Member of the Pennsylvania House of Representatives from the 152nd district
- In office January 2, 1979 – January 1, 2004
- Preceded by: Stewart Greenleaf
- Succeeded by: Susan Cornell

Personal details
- Born: December 5, 1943 Abington, Pennsylvania, U.S.
- Died: January 1, 2004 (aged 60) Harrisburg, Pennsylvania, U.S.
- Party: Republican
- Education: Temple University

= Roy Cornell =

American politician

Roy W. Cornell (December 5, 1943 – January 1, 2004) was a Republican member of the Pennsylvania House of Representatives.

== Education ==
He was a 1961 graduate of Hatboro-Horsham High School and attended Santa Ana Junior College.
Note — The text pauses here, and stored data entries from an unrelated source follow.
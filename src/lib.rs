// Emulator core for the 3DS boot chain: the two ARM clusters' buses and
// every peripheral the boot ROMs touch on their way through NAND
// verification. The CPU instruction decoders themselves stay behind the
// ArmCore trait; everything they talk to lives here.

use std::fs::File;

pub mod aes;
pub mod arm;
pub mod bus;
pub mod cartridge;
pub mod corelink;
pub mod emmc;
pub mod gpu;
pub mod interrupt9;
pub mod mpcore;
pub mod ndma;
pub mod pxi;
pub mod rsa;
pub mod scheduler;
pub mod sha;
pub mod spi;
pub mod timers;
pub mod wifi;
pub mod wifi_timers;
pub mod xtensa;
pub mod xtensa_interpreter;

use arm::{ArmCore, ParkedCore};
use bus::{Bus, BusView, CpuId};

/// The ARM9 lands here when the boot ROM rejects the OTP region.
pub const OTP_FAILURE_PC: u32 = 0xFFFF8298;

pub const ARM9_RESET_VECTOR: u32 = 0xFFFF0000;
pub const ARM11_RESET_VECTOR: u32 = 0x00000000;

const ARM11_CORES: usize = 4;

// How many tick-loop iterations one run_batch call executes. Only
// throughput depends on this; event ordering does not.
const CYCLES_PER_BATCH: usize = 200_000;

#[derive(Debug, PartialEq)]
pub enum Signal {
    Ok,
    OtpVerifyFailed,
}

pub struct Emulator {
    pub bus: Bus,
    pub arm9: Box<dyn ArmCore>,
    pub arm11: Vec<Box<dyn ArmCore>>,
}

impl Emulator {
    pub fn new() -> Emulator {
        let arm11: Vec<Box<dyn ArmCore>> =
            (0..ARM11_CORES).map(|_| Box::new(ParkedCore::new()) as Box<dyn ArmCore>).collect();
        Emulator { bus: Bus::new(), arm9: Box::new(ParkedCore::new()), arm11 }
    }

    /// Attaches a real ARM9 decoder in place of the parked core.
    pub fn set_arm9(&mut self, core: Box<dyn ArmCore>) {
        self.arm9 = core;
    }

    pub fn set_arm11(&mut self, index: usize, core: Box<dyn ArmCore>) {
        self.arm11[index] = core;
    }

    pub fn load_roms(&mut self, boot9: &[u8], boot11: &[u8], otp: &[u8]) {
        self.bus.load_roms(boot9, boot11, otp);
    }

    pub fn mount_nand(&mut self, file: File) {
        self.bus.emmc.mount_nand(file);
    }

    pub fn mount_sd(&mut self, file: File) {
        self.bus.emmc.mount_sd(file);
    }

    pub fn mount_cartridge(&mut self, file: File) {
        self.bus.cartridge.mount(file);
    }

    pub fn reset(&mut self) {
        self.bus.reset(ARM11_CORES);
        self.arm9.reset(ARM9_RESET_VECTOR);
        for core in self.arm11.iter_mut() {
            core.reset(ARM11_RESET_VECTOR);
        }
    }

    /// Advances the whole machine by one batch of ticks. Within each tick:
    /// ARM9, the ARM11 cores, the Corelink engines, NDMA arbitration,
    /// timers, the WiFi core and finally any scheduler events that came
    /// due.
    pub fn run_batch(&mut self) -> Signal {
        for _ in 0..CYCLES_PER_BATCH {
            self.arm9.step(&mut BusView::new(&mut self.bus, CpuId::Arm9));
            if self.arm9.pc().wrapping_sub(4) == OTP_FAILURE_PC {
                return Signal::OtpVerifyFailed;
            }
            for (i, core) in self.arm11.iter_mut().enumerate() {
                core.step(&mut BusView::new(&mut self.bus, CpuId::Arm11(i)));
            }

            self.bus.process_xdma();
            self.bus.process_cdma();
            self.bus.process_ndma();
            self.bus.run_timers();
            self.bus.run_wifi(1);

            self.bus.scheduler.advance(1);
            self.bus.run_events();

            self.arm9.set_int_signal(self.bus.int9.line());
            for (i, core) in self.arm11.iter_mut().enumerate() {
                core.set_int_signal(self.bus.pmr.int_line(i));
            }
        }
        Signal::Ok
    }
}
He graduated from Temple University and from the North Philadelphia Board of Realtors School.

== Career ==
He was first elected to represent the 152nd legislative district in the Pennsylvania House of Representatives in 1978. He was the House Republican Caucus Secretary from 1993 to 1994 and was elected Republican Policy Chairman in 1997.

== Death ==
Cornell died on January 1, 2004, of a brain tumor.

== Legacy ==
In 2006, Pennsylvania Route 263 (York Road) through Hatboro was named the Roy W. Cornell Memorial Highway in his honor.